| PCWorld.com - Free Agent: Ubuntu Linux, Free and Fabulous | 点击:85 | 分类:opensource; ubuntu; Linux 时间:2005-8-29 16:55:05 leal收录  | | | | | I've mentioned several times in this space that beginning with Gnome 2.6, Nautilus has had two modes of operation. One, the "File Browser" mode, is like Windows Explorer, with a two-pane display (folder tree on the left, folder contents on the right). Then there's the "Spatial" mode, which is what you get when you double-click a folder on your desktop. In Spatial mode, Nautilus behaves very much like the Finder in older versions of the Mac OS: A new window opens for every folder you access.
A lot of people think that this is a bogus way to operate. Just one of their complaints is that if you're drilling down to a buried subfolder, you end up with a screen full of windows in no time at all. Never mind the fact there's an easy way around this (the double-middle-click); Mark Shuttleworth decided, apparently by fiat, that there's a better way, and he had his coders implement it right before the Hoary release: Double-clicking a folder in Ubuntu not only opens the new folder, but also closes the previous folder window.
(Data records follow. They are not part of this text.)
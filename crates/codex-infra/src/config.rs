//! Audit configuration loader.
//!
//! Looks for `codex.toml` in a fixed order and deserializes the first file
//! found into [`AuditConfig`]:
//!
//! 1. `--config FILE` (explicit; read and parse errors are fatal)
//! 2. `{root}/codex.toml`
//! 3. `$CODEX_AUDIT_CONFIG`
//! 4. `~/.codex-audit/config.toml`
//!
//! When none exists the defaults are used. A malformed implicit file logs a
//! warning and also falls back to the defaults.

use std::path::{Path, PathBuf};

use codex_types::config::AuditConfig;
use codex_types::error::ConfigError;

/// File name looked up in the codex root.
pub const CONFIG_FILE_NAME: &str = "codex.toml";

/// Environment variable naming a config file.
pub const CONFIG_ENV_VAR: &str = "CODEX_AUDIT_CONFIG";

/// The effective configuration and where it came from.
#[derive(Debug, Clone, PartialEq)]
pub struct LoadedConfig {
    pub config: AuditConfig,
    /// `None` when the defaults are in effect.
    pub source: Option<PathBuf>,
}

impl LoadedConfig {
    fn defaults() -> Self {
        Self {
            config: AuditConfig::default(),
            source: None,
        }
    }
}

/// Per-user config path: `~/.codex-audit/config.toml`.
pub fn user_config_path() -> Option<PathBuf> {
    dirs::home_dir().map(|home| home.join(".codex-audit").join("config.toml"))
}

/// Implicit candidates in lookup order.
fn implicit_candidates(root: &Path, env_path: Option<PathBuf>, user_path: Option<PathBuf>) -> Vec<PathBuf> {
    let mut candidates = vec![root.join(CONFIG_FILE_NAME)];
    candidates.extend(env_path);
    candidates.extend(user_path);
    candidates
}

/// Load the audit configuration for a codex rooted at `root`.
///
/// An explicit path must exist, parse and validate. The first implicit file
/// found is used if it is valid; otherwise defaults apply with a warning.
pub async fn load_audit_config(explicit: Option<&Path>, root: &Path) -> Result<LoadedConfig, ConfigError> {
    let env_path = std::env::var_os(CONFIG_ENV_VAR)
        .filter(|v| !v.is_empty())
        .map(PathBuf::from);
    load_audit_config_from(explicit, root, env_path, user_config_path()).await
}

/// [`load_audit_config`] with the environment and home lookups supplied.
pub async fn load_audit_config_from(
    explicit: Option<&Path>,
    root: &Path,
    env_path: Option<PathBuf>,
    user_path: Option<PathBuf>,
) -> Result<LoadedConfig, ConfigError> {
    if let Some(path) = explicit {
        let content = tokio::fs::read_to_string(path)
            .await
            .map_err(|e| ConfigError::Read {
                path: path.to_path_buf(),
                message: e.to_string(),
            })?;
        let config = parse_config(path, &content)?;
        validate_config(&config)?;
        tracing::debug!(path = %path.display(), "Loaded explicit config");
        return Ok(LoadedConfig {
            config,
            source: Some(path.to_path_buf()),
        });
    }

    for path in implicit_candidates(root, env_path, user_path) {
        let content = match tokio::fs::read_to_string(&path).await {
            Ok(content) => content,
            Err(err) if err.kind() == std::io::ErrorKind::NotFound => {
                tracing::trace!(path = %path.display(), "No config file");
                continue;
            }
            Err(err) => {
                tracing::warn!("Failed to read {}: {err}, using defaults", path.display());
                return Ok(LoadedConfig::defaults());
            }
        };

        let parsed = parse_config(&path, &content)
            .and_then(|config| validate_config(&config).map(|()| config));
        return match parsed {
            Ok(config) => {
                tracing::debug!(path = %path.display(), "Loaded config");
                Ok(LoadedConfig {
                    config,
                    source: Some(path),
                })
            }
            Err(err) => {
                tracing::warn!(path = %path.display(), "{err}, using defaults");
                Ok(LoadedConfig::defaults())
            }
        };
    }

    tracing::debug!("No config file found, using defaults");
    Ok(LoadedConfig::defaults())
}

fn parse_config(path: &Path, content: &str) -> Result<AuditConfig, ConfigError> {
    toml::from_str::<AuditConfig>(content).map_err(|e| ConfigError::Parse {
        path: path.to_path_buf(),
        message: e.to_string(),
    })
}

/// Reject values no audit can run with.
///
/// Technology patterns are checked when the scanner compiles them.
pub fn validate_config(config: &AuditConfig) -> Result<(), ConfigError> {
    if config.base_threshold_months == 0 {
        return Err(ConfigError::ZeroThreshold);
    }
    if let Some(rule) = config.technology.iter().find(|r| r.token.trim().is_empty()) {
        return Err(ConfigError::InvalidRule {
            token: rule.token.clone(),
            message: "token must not be empty".to_string(),
        });
    }
    Ok(())
}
That does solve the glut-of-folder-windows problem, but there are a lot of reasons to dislike this new behavior. Just one example: Imagine you're navigating to a folder four levels deep in order to grab a file there and move it up to a folder only one level deep. When you arrive at your destination and find your file, its new home has disappeared; it got closed as you clicked your way down through your folders. Yes, in "Ubuntu Spatial" mode, a double-middle-click gives you what a double-click used to: It will open a new folder without killing the previous folder window.
I'm so used to the "normal" Spatial mode that I've re-enabled it on my Ubuntu machines. That's relatively easy to do via a hack in GConf (Gnome's somewhat Registry-like settings storehouse)--but before making such a big change in Nautilus, the Ubuntu gang should have provided a simple toggle for this new behavior in Nautilus's Preferences dialog.